(Items from a data source)

//! The 15-symbol viseme alphabet and its phonetic classes.

use serde::{Deserialize, Serialize};
use std::fmt;
use std::str::FromStr;

/// Visual mouth shape for a group of phonemes.
#[derive(Debug, Clone, Copy, PartialEq, Eq, Hash, PartialOrd, Ord, Serialize, Deserialize)]
#[allow(clippy::upper_case_acronyms)]
pub enum Viseme {
    #[serde(rename = "sil")]
    Sil,
    PP,
    FF,
    TH,
    DD,
    #[serde(rename = "kk")]
    Kk,
    CH,
    SS,
    #[serde(rename = "nn")]
    Nn,
    RR,
    #[serde(rename = "aa")]
    Aa,
    E,
    I,
    O,
    U,
}

/// Broad phonetic category used to track the classifier's state.
#[derive(Debug, Clone, Copy, PartialEq, Eq, Serialize, Deserialize)]
#[serde(rename_all = "snake_case")]
pub enum PhoneticClass {
    Silence,
    Vowel,
    Plosive,
    Fricative,
}

impl Viseme {
    /// Every symbol in scoring order; ties resolve to the earlier entry.
    pub const ALL: [Viseme; 15] = [
        Viseme::Sil,
        Viseme::PP,
        Viseme::FF,
        Viseme::TH,
        Viseme::DD,
        Viseme::Kk,
        Viseme::CH,
        Viseme::SS,
        Viseme::Nn,
        Viseme::RR,
        Viseme::Aa,
        Viseme::E,
        Viseme::I,
        Viseme::O,
        Viseme::U,
    ];

    pub const COUNT: usize = Self::ALL.len();

    /// Position in [`Viseme::ALL`].
    pub fn index(self) -> usize {
        self as usize
    }

    /// Short symbol, e.g. `"aa"` or `"PP"`.
    pub fn symbol(self) -> &'static str {
        match self {
            Viseme::Sil => "sil",
            Viseme::PP => "PP",
            Viseme::FF => "FF",
            Viseme::TH => "TH",
            Viseme::DD => "DD",
            Viseme::Kk => "kk",
            Viseme::CH => "CH",
            Viseme::SS => "SS",
            Viseme::Nn => "nn",
            Viseme::RR => "RR",
            Viseme::Aa => "aa",
            Viseme::E => "E",
            Viseme::I => "I",
            Viseme::O => "O",
            Viseme::U => "U",
        }
    }

    /// Conventional morph channel name, e.g. `"viseme_aa"`.
    pub fn channel_name(self) -> String {
        format!("viseme_{}", self.symbol())
    }

    pub fn class(self) -> PhoneticClass {
        match self {
            Viseme::Sil => PhoneticClass::Silence,
            Viseme::PP | Viseme::DD | Viseme::Kk | Viseme::Nn => PhoneticClass::Plosive,
            Viseme::FF | Viseme::TH | Viseme::CH | Viseme::SS | Viseme::RR => {
                PhoneticClass::Fricative
            }
            Viseme::Aa | Viseme::E | Viseme::I | Viseme::O | Viseme::U => PhoneticClass::Vowel,
        }
    }

    /// Vowels that open the jaw noticeably.
    pub fn is_open_vowel(self) -> bool {
        matches!(self, Viseme::Aa | Viseme::E | Viseme::O)
    }
}

impl fmt::Display for Viseme {
    fn fmt(&self, f: &mut fmt::Formatter<'_>) -> fmt::Result {
        f.write_str(self.symbol())
    }
}

impl FromStr for Viseme {
    type Err = String;

    fn from_str(s: &str) -> Result<Self, Self::Err> {
        let symbol = s.strip_prefix("viseme_").unwrap_or(s);
        Viseme::ALL
            .into_iter()
            .find(|v| v.symbol() == symbol)
            .ok_or_else(|| format!("unknown viseme '{}'", s))
    }
}

/// One score per viseme, indexed by [`Viseme::index`].
#[derive(Debug, Clone, Copy, PartialEq, Default)]
pub struct VisemeScores([f32; Viseme::COUNT]);

impl VisemeScores {
    pub fn get(&self, viseme: Viseme) -> f32 {
        self.0[viseme.index()]
    }

    pub fn set(&mut self, viseme: Viseme, score: f32) {
        self.0[viseme.index()] = score;
    }

    pub fn add(&mut self, viseme: Viseme, score: f32) {
        self.0[viseme.index()] += score;
    }

    pub fn scale(&mut self, viseme: Viseme, factor: f32) {
        self.0[viseme.index()] *= factor;
    }

    /// Highest-scoring symbol; on ties the earliest in [`Viseme::ALL`] wins.
    pub fn best(&self) -> Viseme {
        let mut best = Viseme::Sil;
        let mut best_score = f32::NEG_INFINITY;
        for viseme in Viseme::ALL {
            let score = self.get(viseme);
            if score > best_score {
                best = viseme;
                best_score = score;
            }
        }
        best
    }
}
//! Speaker output using CPAL (Cross-Platform Audio Library).

use crate::audio::decode::DecodedAudio;
use crate::audio::playback::{AudioOutput, PlaybackHandle};
use crate::error::{EngineError, Result};
use cpal::traits::{DeviceTrait, HostTrait, StreamTrait};
use parking_lot::Mutex;
use std::sync::Arc;
use std::sync::atomic::{AtomicBool, AtomicU64, Ordering};
use std::time::Duration;

/// Run a closure with stderr temporarily redirected to /dev/null.
///
/// CPAL probes every backend it knows about when opening the default host;
/// ALSA and JACK complain loudly on stderr for each one that is missing.
///
/// # Safety
/// Uses `libc::dup`/`libc::dup2` on fd 2. Safe as long as no other thread is
/// concurrently manipulating fd 2.
fn with_suppressed_stderr<F, R>(f: F) -> R
where
    F: FnOnce() -> R,
{
    unsafe {
        let saved_fd = libc::dup(2);
        let devnull = libc::open(c"/dev/null".as_ptr(), libc::O_WRONLY);
        if saved_fd >= 0 && devnull >= 0 {
            libc::dup2(devnull, 2);
            libc::close(devnull);
        }

        let result = f();

        if saved_fd >= 0 {
            libc::dup2(saved_fd, 2);
            libc::close(saved_fd);
        }

        result
    }
}

/// Wrapper for cpal::Stream to make it Send.
///
/// SAFETY: the stream is only touched through the handle's Mutex, and only
/// to pause or drop it.
struct SendableStream(cpal::Stream);

unsafe impl Send for SendableStream {}

/// Plays decoded audio on the default output device.
pub struct CpalOutput {
    device: cpal::Device,
}

impl CpalOutput {
    pub fn new() -> Result<Self> {
        let device = with_suppressed_stderr(|| cpal::default_host().default_output_device())
            .ok_or_else(|| EngineError::Playback {
                message: "no output device available".to_string(),
            })?;
        Ok(Self { device })
    }
}

impl AudioOutput for CpalOutput {
    fn play(&self, audio: &DecodedAudio, speed: f32) -> Result<Box<dyn PlaybackHandle>> {
        let config = self
            .device
            .default_output_config()
            .map_err(|e| EngineError::Playback {
                message: format!("Failed to query output config: {}", e),
            })?;
        if config.sample_format() != cpal::SampleFormat::F32 {
            return Err(EngineError::Playback {
                message: format!(
                    "Unsupported output sample format: {:?}",
                    config.sample_format()
                ),
            });
        }

        let device_rate = config.sample_rate().0;
        let channels = config.channels().max(1) as usize;
        let stream_config: cpal::StreamConfig = config.into();

        // Source frames advanced per device frame, including the speed factor.
        let step = audio.sample_rate() as f64 / device_rate as f64 * speed as f64;
        let samples: Arc<[f32]> = audio.samples().into();
        let cursor = Arc::new(AtomicU64::new(0));
        let finished = Arc::new(AtomicBool::new(false));

        let total = samples.len();
        let cb_cursor = Arc::clone(&cursor);
        let cb_finished = Arc::clone(&finished);
        let mut phase = 0.0f64;
        let stream = self
            .device
            .build_output_stream(
                &stream_config,
                move |data: &mut [f32], _: &cpal::OutputCallbackInfo| {
                    for frame in data.chunks_mut(channels) {
                        let index = phase as usize;
                        let value = if index < total {
                            // Linear interpolation between neighbouring samples.
                            let next = samples.get(index + 1).copied().unwrap_or(0.0);
                            let frac = (phase - index as f64) as f32;
                            samples[index] * (1.0 - frac) + next * frac
                        } else {
                            cb_finished.store(true, Ordering::SeqCst);
                            0.0
                        };
                        frame.iter_mut().for_each(|s| *s = value);
                        phase += step;
                    }
                    cb_cursor.store((phase as u64).min(total as u64), Ordering::SeqCst);
                },
                |err| tracing::warn!("audio output stream error: {}", err),
                None,
            )
            .map_err(|e| EngineError::Playback {
                message: format!("Failed to build output stream: {}", e),
            })?;

        stream.play().map_err(|e| EngineError::Playback {
            message: format!("Failed to start output stream: {}", e),
        })?;

        Ok(Box::new(CpalHandle {
            stream: Mutex::new(Some(SendableStream(stream))),
            cursor,
            finished,
            sample_rate: audio.sample_rate(),
        }))
    }
}

struct CpalHandle {
    stream: Mutex<Option<SendableStream>>,
    cursor: Arc<AtomicU64>,
    finished: Arc<AtomicBool>,
    sample_rate: u32,
}

impl PlaybackHandle for CpalHandle {
    fn position(&self) -> Duration {
        if self.sample_rate == 0 {
            return Duration::ZERO;
        }
        let frames = self.cursor.load(Ordering::SeqCst);
        Duration::from_secs_f64(frames as f64 / self.sample_rate as f64)
    }

    fn is_finished(&self) -> bool {
        self.finished.load(Ordering::SeqCst) || self.stream.lock().is_none()
    }

    fn stop(&self) {
        if let Some(SendableStream(stream)) = self.stream.lock().take()
            && let Err(e) = stream.pause()
        {
            tracing::debug!("failed to pause output stream: {}", e);
        }
        self.finished.store(true, Ordering::SeqCst);
    }
}

impl Drop for CpalHandle {
    fn drop(&mut self) {
        self.stop();
    }
}
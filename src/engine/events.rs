//! Status/error channel and the result of a `speak` call.

use crate::avatar::animation::AnimationState;
use crate::error::{EngineError, ErrorKind};
use crate::lipsync::viseme::Viseme;
use crossbeam_channel::{Receiver, Sender, TrySendError};
use serde::Serialize;
use std::time::Duration;

/// Degraded-mode conditions. None of these stop the transcript.
#[derive(Debug, Clone, PartialEq, Serialize)]
#[serde(tag = "condition", rename_all = "snake_case")]
pub enum Degradation {
    /// Some visemes have no morph channel.
    BindingGap { missing: Vec<Viseme> },
    /// No viseme has a morph channel; only the body animates.
    AnimationOnly,
    /// No synthesis provider is configured.
    TextOnly,
    SynthesisFailed { message: String },
    DecodeFailed { message: String },
    PlaybackFailed { message: String },
}

/// Everything observable about the engine, streamed as it happens.
#[derive(Debug, Clone, PartialEq, Serialize)]
#[serde(tag = "type", rename_all = "snake_case")]
pub enum EngineEvent {
    /// Human-readable progress, e.g. "Thinking...".
    Status { request_id: u64, message: String },
    StateChanged { state: AnimationState },
    /// Current revealed prefix of the transcript.
    Transcript { request_id: u64, text: String },
    /// The mouth shape changed.
    Viseme {
        request_id: u64,
        viseme: Viseme,
        intensity: f32,
    },
    Degraded {
        request_id: Option<u64>,
        #[serde(flatten)]
        condition: Degradation,
    },
    Finished { request_id: u64, cancelled: bool },
}

/// Non-blocking publisher for [`EngineEvent`]s.
///
/// A full or disconnected channel drops the event; the engine never waits
/// on its observers.
#[derive(Debug, Clone, Default)]
pub struct EventSender {
    tx: Option<Sender<EngineEvent>>,
}

impl EventSender {
    /// A sender that discards everything.
    pub fn none() -> Self {
        Self { tx: None }
    }

    pub fn new(tx: Sender<EngineEvent>) -> Self {
        Self { tx: Some(tx) }
    }

    /// Bounded channel pair.
    pub fn bounded(capacity: usize) -> (Self, Receiver<EngineEvent>) {
        let (tx, rx) = crossbeam_channel::bounded(capacity);
        (Self::new(tx), rx)
    }

    pub fn emit(&self, event: EngineEvent) {
        let Some(tx) = &self.tx else {
            return;
        };
        match tx.try_send(event) {
            Ok(()) => {}
            Err(TrySendError::Full(event)) => {
                tracing::trace!("event channel full, dropped {:?}", event);
            }
            Err(TrySendError::Disconnected(_)) => {}
        }
    }
}

/// A recovered failure during one `speak` call.
#[derive(Debug, Clone, PartialEq, Eq, Serialize)]
pub struct SpeechIssue {
    pub kind: ErrorKind,
    pub message: String,
}

impl From<&EngineError> for SpeechIssue {
    fn from(error: &EngineError) -> Self {
        Self {
            kind: error.kind(),
            message: error.to_string(),
        }
    }
}

/// Summary of a `speak` call that ran to the end.
#[derive(Debug, Clone, PartialEq, Serialize)]
pub struct SpeakReport {
    pub request_id: u64,
    /// Final transcript value; always the full input text.
    pub transcript: String,
    /// Probed audio length, when audio was available.
    pub audio_duration: Option<Duration>,
    /// Whether audio was actually played.
    pub played: bool,
    /// Lipsync ticks applied to the face.
    pub lipsync_ticks: usize,
    pub issues: Vec<SpeechIssue>,
}

impl SpeakReport {
    /// The synthesis failure, if the provider failed.
    pub fn synthesis_error(&self) -> Option<&SpeechIssue> {
        self.issues.iter().find(|i| i.kind == ErrorKind::Synthesis)
    }

    pub fn has_issue(&self, kind: ErrorKind) -> bool {
        self.issues.iter().any(|i| i.kind == kind)
    }
}

/// Completion signal of `speak`.
#[derive(Debug, Clone, PartialEq, Serialize)]
#[serde(tag = "outcome", rename_all = "snake_case")]
pub enum SpeakOutcome {
    Completed(SpeakReport),
    /// Superseded by a newer request, cancelled explicitly, or the engine
    /// shut down.
    Cancelled { request_id: u64 },
}

impl SpeakOutcome {
    pub fn is_cancelled(&self) -> bool {
        matches!(self, SpeakOutcome::Cancelled { .. })
    }

    pub fn report(&self) -> Option<&SpeakReport> {
        match self {
            SpeakOutcome::Completed(report) => Some(report),
            SpeakOutcome::Cancelled { .. } => None,
        }
    }
}
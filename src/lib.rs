//! visync - Speech-driven avatar lipsync
//!
//! Turns synthesized speech into viseme morph weights, body animation
//! states and a paced transcript, all driven from the audio being played.

// Enforce error handling discipline: propagate, don't panic
#![warn(clippy::unwrap_used)]
#![warn(clippy::expect_used)]
#![warn(clippy::let_underscore_must_use)]

pub mod audio;
pub mod avatar;
#[cfg(feature = "cli")]
pub mod cli;
pub mod config;
pub mod defaults;
pub mod engine;
pub mod error;
pub mod lipsync;
#[cfg(feature = "cli")]
pub mod output;

// Core traits (synthesize → decode → play)
pub use audio::decode::{AudioDecoder, DecodedAudio, MediaDecoder};
pub use audio::playback::{AudioOutput, ClockedOutput, PlaybackHandle};
pub use avatar::animation::{ArmsDownCorrector, NoCorrection, RestPoseCorrector};
pub use engine::synth::SpeechSynthesizer;

// Orchestration
pub use avatar::Avatar;
pub use avatar::animation::AnimationState;
pub use engine::{EngineEvent, Orchestrator, SpeakOutcome, SpeakReport};
pub use lipsync::LipsyncAnalyzer;
pub use lipsync::viseme::Viseme;

// Error handling
pub use error::{EngineError, ErrorKind, Result};

// Config
pub use config::Config;

/// Build version string with optional git commit hash.
///
/// Returns `"0.1.0+abc1234"` when git hash is available, `"0.1.0"` otherwise.
pub fn version_string() -> String {
    let version = env!("CARGO_PKG_VERSION");
    match option_env!("GIT_HASH") {
        Some(hash) if !hash.is_empty() => format!("{}+{}", version, hash),
        _ => version.to_string(),
    }
}
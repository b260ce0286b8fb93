//! Error types for visync.

use serde::Serialize;
use thiserror::Error;

#[derive(Error, Debug)]
pub enum EngineError {
    // Configuration errors
    #[error("Configuration file not found at {path}")]
    ConfigFileNotFound { path: String },

    #[error("Failed to parse configuration: {message}")]
    ConfigParse { message: String },

    #[error("Invalid configuration value for {key}: {message}")]
    ConfigInvalidValue { key: String, message: String },

    #[error("Configuration error: {0}")]
    Config(#[from] toml::de::Error),

    // Synthesis errors
    #[error("Speech synthesis failed: {message}")]
    Synthesis { message: String },

    #[error("Speech provider returned status {status}: {message}")]
    SynthesisHttp { status: u16, message: String },

    // Decode errors
    #[error("Audio decode failed: {message}")]
    Decode { message: String },

    #[error("Audio decode timed out after {millis}ms")]
    DecodeTimeout { millis: u64 },

    // Playback errors
    #[error("Audio playback failed: {message}")]
    Playback { message: String },

    // Character description errors
    #[error("Failed to parse character description: {message}")]
    CharacterParse { message: String },

    // General I/O errors
    #[error("I/O error: {0}")]
    Io(#[from] std::io::Error),

    // Generic error for cases not covered above
    #[error("{0}")]
    Other(String),
}

/// Coarse classification of an [`EngineError`] by recovery strategy.
#[derive(Debug, Clone, Copy, PartialEq, Eq, Serialize)]
#[serde(rename_all = "snake_case")]
pub enum ErrorKind {
    /// Provider unreachable or rejected the request.
    Synthesis,
    /// Audio bytes could not be decoded or probed.
    Decode,
    /// The platform refused to play audio.
    Playback,
    /// Configuration, I/O and everything else.
    Other,
}

impl EngineError {
    /// Returns the recovery class of this error.
    pub fn kind(&self) -> ErrorKind {
        match self {
            EngineError::Synthesis { .. } | EngineError::SynthesisHttp { .. } => {
                ErrorKind::Synthesis
            }
            EngineError::Decode { .. } | EngineError::DecodeTimeout { .. } => ErrorKind::Decode,
            EngineError::Playback { .. } => ErrorKind::Playback,
            _ => ErrorKind::Other,
        }
    }
}

// Type alias for convenience
pub type Result<T> = std::result::Result<T, EngineError>;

Directions >> All lines of the entries containing the string "speed" must be shown in full.

Result for this exercise >>
    fn play(&self, audio: &DecodedAudio, speed: f32) -> Result<Box<dyn PlaybackHandle>> {
        // Source frames advanced per device frame, including the speed factor.
        let step = audio.sample_rate() as f64 / device_rate as f64 * speed as f64;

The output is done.